(from the archives July 2014)
Q: Is it offensive to refer to black people as "black" and/or "African American"? White people seem like they're walking on eggshells, and they say "African American" a lot (when people might be neither African nor American).
A: I'm actually surprised that nobody remembers how the change originally occurred. In the late 80s when professors like Skip Gates was making a big splash at Harvard and Toni Morrison was the toast of the planet, a monumental book was published called the Norton Anthology of African-American Literature. Anyone who was paying attention would know and recognize that a new generation of scholars were getting a foothold in the better class of universities around the country, and Black Studies Departments were in the intellectual conundrum of only having a couple decades of history to justify their existence. The newer, younger, smarter black scholars in English for example would be quick to point out to people who didn't get it, that authors like Frederick Douglass didn't call himself 'black' nor did Jean Toomer. The expanse of interest in the 'black experience' had to be put in a more appropriate context. So the academic world rightly adjusted its terminology. To talk about the corpus of literature, music, dance etc of blacks in America, you couldn't just overuse Black America - so the term African American was used as a blanket term which was more academically proper, demographically equivalent and politically neutral. Americans of African descent thus became this in the abstract for the purposes of more accuracy - you could then put slaves, ex-slaves, free persons of color, Coloreds, Negroes and Black Americans all in the larger category and use fewer asterisks, anachronisms and other such malaprops.
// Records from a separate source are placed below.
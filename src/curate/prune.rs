//! Dead-Branch Pruner and the final aggregate cleanup.

use std::collections::HashSet;

use tracing::{debug, info};

use super::guard::PreciousSet;
use super::weights::CumulativeWeights;
use super::{Move, relocate};
use crate::store::GraphStore;

#[derive(Debug, Clone, Default, PartialEq, Eq)]
pub struct PruneOutcome {
    /// Top node of every zero-weight run sent to the global bucket.
    pub pruned: Vec<String>,
    pub moves: Vec<Move>,
}

#[derive(Debug, Clone, Default, PartialEq, Eq)]
pub struct CleanupOutcome {
    /// Aggregates folded back into their parent.
    pub dissolved: Vec<String>,
    /// Aggregates deleted because nothing was left in them.
    pub removed: Vec<String>,
    pub moves: Vec<Move>,
}

pub struct Pruner<'a> {
    pub cumulative: &'a CumulativeWeights,
    pub precious: &'a PreciousSet,
    pub root: &'a str,
    pub global_other: &'a str,
}

impl<'a> Pruner<'a> {
    fn is_stop(&self, store: &GraphStore, id: &str) -> bool {
        id == self.root || store.is_manual_top_level(id) || store.is_synthetic_other(id)
    }

    fn is_dead(&self, id: &str) -> bool {
        !self.precious.contains(id) && self.cumulative.get(id) == 0
    }

    /// Move every run of zero-weight, unprotected nodes ending in a leaf to
    /// the global bucket, in one move per run.
    pub fn prune(&self, store: &mut GraphStore) -> PruneOutcome {
        let mut outcome = PruneOutcome::default();
        let mut tops: Vec<String> = Vec::new();
        let mut seen: HashSet<String> = HashSet::new();

        for leaf in store.leaves() {
            if self.is_stop(store, &leaf) || !self.is_dead(&leaf) {
                continue;
            }
            let mut top = leaf;
            while let Some(parent) = store.parent(&top) {
                if parent == top || self.is_stop(store, parent) || !self.is_dead(parent) {
                    break;
                }
                top = parent.to_string();
            }
            if seen.insert(top.clone()) {
                tops.push(top);
            }
        }

        for top in tops {
            if store.parent(&top) == Some(self.global_other) {
                continue;
            }
            relocate(store, &top, self.global_other, &mut outcome.moves);
            outcome.pruned.push(top);
        }
        info!("pruned {} dead branches", outcome.pruned.len());
        outcome
    }

    /// Tidy every aggregate except the global bucket.
    ///
    /// Protected content buried inside an aggregate's children is lifted to
    /// be a direct child; a child left without weight goes to the global
    /// bucket. An aggregate that is its parent's only child, or that holds
    /// a single child, is folded into the parent. Empty aggregates are
    /// deleted. Protected aggregates are left alone.
    pub fn cleanup(&self, store: &mut GraphStore) -> CleanupOutcome {
        let mut outcome = CleanupOutcome::default();
        let aggregates: Vec<String> = store
            .node_ids()
            .into_iter()
            .filter(|id| {
                store.is_synthetic_other(id) && id != self.global_other && !self.precious.contains(id)
            })
            .collect();

        for aggregate in aggregates {
            self.flatten(store, &aggregate, &mut outcome.moves);

            let children = store.children(&aggregate);
            if children.is_empty() {
                debug!("removing empty aggregate {}", aggregate);
                store.remove_node(&aggregate);
                outcome.removed.push(aggregate);
                continue;
            }
            let Some(parent) = store.parent(&aggregate).map(str::to_string) else {
                continue;
            };
            if children.len() == 1 || store.child_count(&parent) == 1 {
                for child in &children {
                    relocate(store, child, &parent, &mut outcome.moves);
                }
                debug!("folded aggregate {} into {}", aggregate, parent);
                store.remove_node(&aggregate);
                outcome.dissolved.push(aggregate);
            }
        }
        info!(
            "cleanup folded {} aggregates and removed {} empty ones",
            outcome.dissolved.len(),
            outcome.removed.len()
        );
        outcome
    }

    fn flatten(&self, store: &mut GraphStore, aggregate: &str, moves: &mut Vec<Move>) {
        for child in store.children(aggregate) {
            if self.precious.contains(&child) || store.is_synthetic_other(&child) {
                continue;
            }
            let rescued = self.precious.topmost_descendants(store, &child);
            if rescued.is_empty() {
                continue;
            }
            let rescued_weight: u64 = rescued.iter().map(|r| self.cumulative.get(r)).sum();
            for r in &rescued {
                relocate(store, r, aggregate, moves);
            }
            if rescued_weight >= self.cumulative.get(&child) {
                relocate(store, &child, self.global_other, moves);
            }
        }
    }
}

// ─── Tests ───────────────────────────────────────────────────────────────────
Around the same time, a charismatic dude named Molefi Asante wrote a 50 page book called 'Afrocentrism' which kicked off yet another chapter in the African American history of mobility in identity. (See? I used it correctly there.) This could be thought of as a second, or third if you want to count Garvey, attempt at a Pan-African unity in identity. For a short time, I myself identified with an international jet-set of 'New World Africans' while living in Brooklyn partying with Spike and dating cute Francophone chicks from Senegal. I almost got into the kinte cloth business. But that was then.
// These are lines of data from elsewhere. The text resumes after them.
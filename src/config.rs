//! Configuration for the curation pipeline.
//!
//! Every field has a default, so an empty (or absent) TOML file yields the
//! stock configuration. CLI flags override individual values afterwards.

use std::fs;
use std::path::Path;

use serde::Deserialize;

use crate::error::Result;
use crate::store::types::Rank;

/// How the Chain Collapser decides that an ancestor adds no information.
#[derive(Debug, Clone, Copy, PartialEq, Eq, Default, Deserialize)]
#[serde(rename_all = "lowercase")]
pub enum CollapseRule {
    /// Parent and child have exactly the same cumulative weight.
    #[default]
    Equal,
    /// `cumulative(child) / cumulative(parent)` is above the threshold.
    Ratio,
}

#[derive(Debug, Clone, Deserialize)]
#[serde(default)]
pub struct CollapseConfig {
    pub policy: CollapseRule,
    /// Only read when `policy = "ratio"`.
    pub threshold: f64,
}

impl Default for CollapseConfig {
    fn default() -> Self {
        Self {
            policy: CollapseRule::Equal,
            threshold: 0.99,
        }
    }
}

#[derive(Debug, Clone, Deserialize)]
#[serde(default)]
pub struct RehomeConfig {
    /// Children below this share of their parent's cumulative weight are rehomed.
    pub min_ratio: f64,
    /// Explicit rehoming start nodes. Empty = derive from the directives.
    pub start_nodes: Vec<String>,
    /// Ranks at which rehoming stops descending.
    pub terminal_ranks: Vec<Rank>,
}

impl Default for RehomeConfig {
    fn default() -> Self {
        Self {
            min_ratio: 0.01,
            start_nodes: Vec::new(),
            terminal_ranks: vec![Rank::Species, Rank::Subspecies],
        }
    }
}

/// Top-level configuration for a curation run.
#[derive(Debug, Clone, Deserialize)]
#[serde(default)]
pub struct CurationConfig {
    /// The organism root of the curated tree.
    pub root: String,
    /// Namespace for locally defined taxa and synthetic aggregate nodes.
    pub synthetic_prefix: String,
    /// Namespace for taxa sourced from the external authority.
    pub external_prefix: String,
    /// Bare ids matching this pattern belong to `synthetic_prefix`.
    pub local_id_pattern: String,
    /// Treat every node with non-zero own weight as precious.
    pub precious_from_weights: bool,
    /// Weight table entries dropped on load.
    pub excluded_ids: Vec<String>,
    pub collapse: CollapseConfig,
    pub rehome: RehomeConfig,
}

impl Default for CurationConfig {
    fn default() -> Self {
        Self {
            root: "OBI:0100026".to_string(),
            synthetic_prefix: "iedb-taxon".to_string(),
            external_prefix: "NCBITaxon".to_string(),
            local_id_pattern: r"^100\d{5}$".to_string(),
            precious_from_weights: true,
            excluded_ids: Vec::new(),
            collapse: CollapseConfig::default(),
            rehome: RehomeConfig::default(),
        }
    }
}

impl CurationConfig {
    /// Parse a configuration from TOML text.
    pub fn from_toml_str(text: &str) -> Result<Self> {
        Ok(toml::from_str(text)?)
    }

    /// Load a configuration file.
    pub fn load(path: &Path) -> Result<Self> {
        let text = fs::read_to_string(path)?;
        Self::from_toml_str(&text)
    }

    /// Id of the global "Other" bucket hanging off the root.
    pub fn global_other(&self) -> String {
        crate::ids::aggregate_id(&self.synthetic_prefix, &self.root)
    }
}
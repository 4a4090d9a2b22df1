//! Graph Store: parent edges and per-node metadata over opaque string ids.

pub mod graph;
pub mod statements;
pub mod tsv;
pub mod types;

pub use graph::GraphStore;
pub use types::{Flag, NodeData, Rank, Statement, Subsumption};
I would gather that there are still a number of folks who are fascinated by the cultural dynamism of that international jet-set including the likes of Zadie Smith and Cornel West and all those who did Bring the Noise/Funk in those glorious early 90s, but Janet Jackson blew up and bifurcated the dreads from the crinkles and as far as I know, the twain never rejoined. By the time John Legend and Common went back to short hair, I think the whole Afrocentric thing was over, but I can't say with any accuracy because I went into the suburban daddy business. Suffice it to say, the whole African angle lost currency, especially for those who don't even read 50 page books.
I think it came as some surprise to some that we went through a period of Bone Thugs & Harmony after all highbrow folks went through, which is part of the reason Lauren Hill was such an incredible surprise, but I digress with these cultural touchstones to point out that your basic 'black culture' goes through many shades and degrees within the spectrum of African American history. I have made my peace with the fact that it's under no direction or control but rather a manifestation of who's following whom, a very personal choice.
I can't account for why people focus on race, when culture is so much more nuanced and interesting, then again, the politics of race in America is pretty much the same stagnant story, and like I said, a lot of people can't be bothered to read.